Test: Volkswagen Multivan z hybrydą plug-in - lepsze wrogiem dobrego
Zalogowani mogą więcej
Możesz zapisać ten artykuł na później. Znajdziesz go potem na swoim koncie użytkownika
Po zlikwidowaniu Sharana Volkswagen musiał zaoferować model dla dużych rodzin. Do tego zadania wybrano Multivana, który teraz osadzony jest na płycie podłogowej Golfa, co przynosi zarówno dużo zalet, jak i wad i ograniczeń.
Volkswagen Multivan (2022) - test, dane techniczne
Na początek słówko wyjaśnienia: Volkswagen podzielił swoją gamę "dużych" samochodów na 3 główne filary: osobowego Multivana (to nie jest jednak T7), Transportera i Caravelle osadzone dalej na platformie T6.1 oraz elektrycznego I.D Buzz (premiera 9 marca!). Multivan jest teraz modelem zaprojektowanym na płycie podłogowej Golfa, przez co korzysta z jego układów napędowych oraz innych rozwiązań technicznych, jak chociażby multimedia.

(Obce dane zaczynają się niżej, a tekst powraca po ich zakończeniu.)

//! Show constants and media type detection.
//!
//! **Why**: Centralized extension lists and defaults used across modules.
//!
//! **Used by**: clip (source type), sequence (image filtering), cli

use std::path::Path;

/// Movie container extensions. Anything else resolves as an image sequence.
pub const MOVIE_EXTS: &[&str] = &["avi", "mp4", "mov", "mpeg", "mpg"];

/// Still image extensions recognized as sequence frames.
pub const IMAGE_EXTS: &[&str] = &["jpg", "jpeg", "png", "bmp", "tif", "tiff", "exr"];

/// Default playback rate in frames per second.
pub const DEFAULT_FPS: f32 = 24.0;

/// Default display index for the first frame of a movie.
///
/// Movies are zero-based internally but displayed starting here, so a probe
/// result of (0, 76) reads as (101, 177) on screen.
pub const DEFAULT_MOVIE_START_INDEX: i64 = 101;

/// Check if file extension is on the movie allow-list.
pub fn is_movie(path: &Path) -> bool {
    path.extension()
        .and_then(|s| s.to_str())
        .map(|s| MOVIE_EXTS.contains(&s.to_lowercase().as_str()))
        .unwrap_or(false)
}

/// Check if file extension is a recognized still image format.
pub fn is_image(path: &Path) -> bool {
    path.extension()
        .and_then(|s| s.to_str())
        .map(|s| IMAGE_EXTS.contains(&s.to_lowercase().as_str()))
        .unwrap_or(false)
}

/// Per-show settings sourced from the environment.
#[derive(Debug, Clone)]
pub struct ShowConfig {
    /// Short show code, from `PROD`.
    pub show: String,
    /// Film rate, from `FILM_FPS`.
    pub fps: f32,
}

impl ShowConfig {
    /// Read show settings from the environment, falling back to defaults.
    pub fn from_env() -> Self {
        let show = std::env::var("PROD").unwrap_or_else(|_| "tlp".to_string());
        let fps = std::env::var("FILM_FPS")
            .ok()
            .and_then(|v| v.parse::<f32>().ok())
            .unwrap_or(DEFAULT_FPS);

        Self { show, fps }
    }
}

impl Default for ShowConfig {
    fn default() -> Self {
        Self {
            show: "tlp".to_string(),
            fps: DEFAULT_FPS,
        }
    }
}

#[cfg(test)]
mod tests {
    use super::*;
    use std::path::PathBuf;

    #[test]
    fn test_is_movie() {
        assert!(is_movie(&PathBuf::from("/show/shot/plate.mov")));
        assert!(is_movie(&PathBuf::from("plate.MP4")));
        assert!(!is_movie(&PathBuf::from("plate.0101.jpg")));
        assert!(!is_movie(&PathBuf::from("no_extension")));
    }

    #[test]
    fn test_is_image() {
        assert!(is_image(&PathBuf::from("frame.0001.exr")));
        assert!(is_image(&PathBuf::from("frame.TIF")));
        assert!(!is_image(&PathBuf::from("frame.mov")));
    }
}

To oznacza dużą ewolucję modelu. Rozstaw osi – w stosunku do obecnych jeszcze w gamie modeli T6.1 - zwiększył się o 124 mm. Auto jest szersze o 37 mm (i to czuć chociażby w pierwszym rzędzie), jest dłuższe o 69 mm (a dostępna będzie jeszcze dłuższa wersja – dokładnie o 20 cm), ale i niższe o 47 mm. Próg bagażnika pozostał na tym samym poziomie – 580 mm, ale nie wiem jakim cudem da się tam upchać 469 l bagaży. W praktyce, z trzecim rzędem foteli i kablami do ładowania, przestrzeń bagażowa jest symboliczna.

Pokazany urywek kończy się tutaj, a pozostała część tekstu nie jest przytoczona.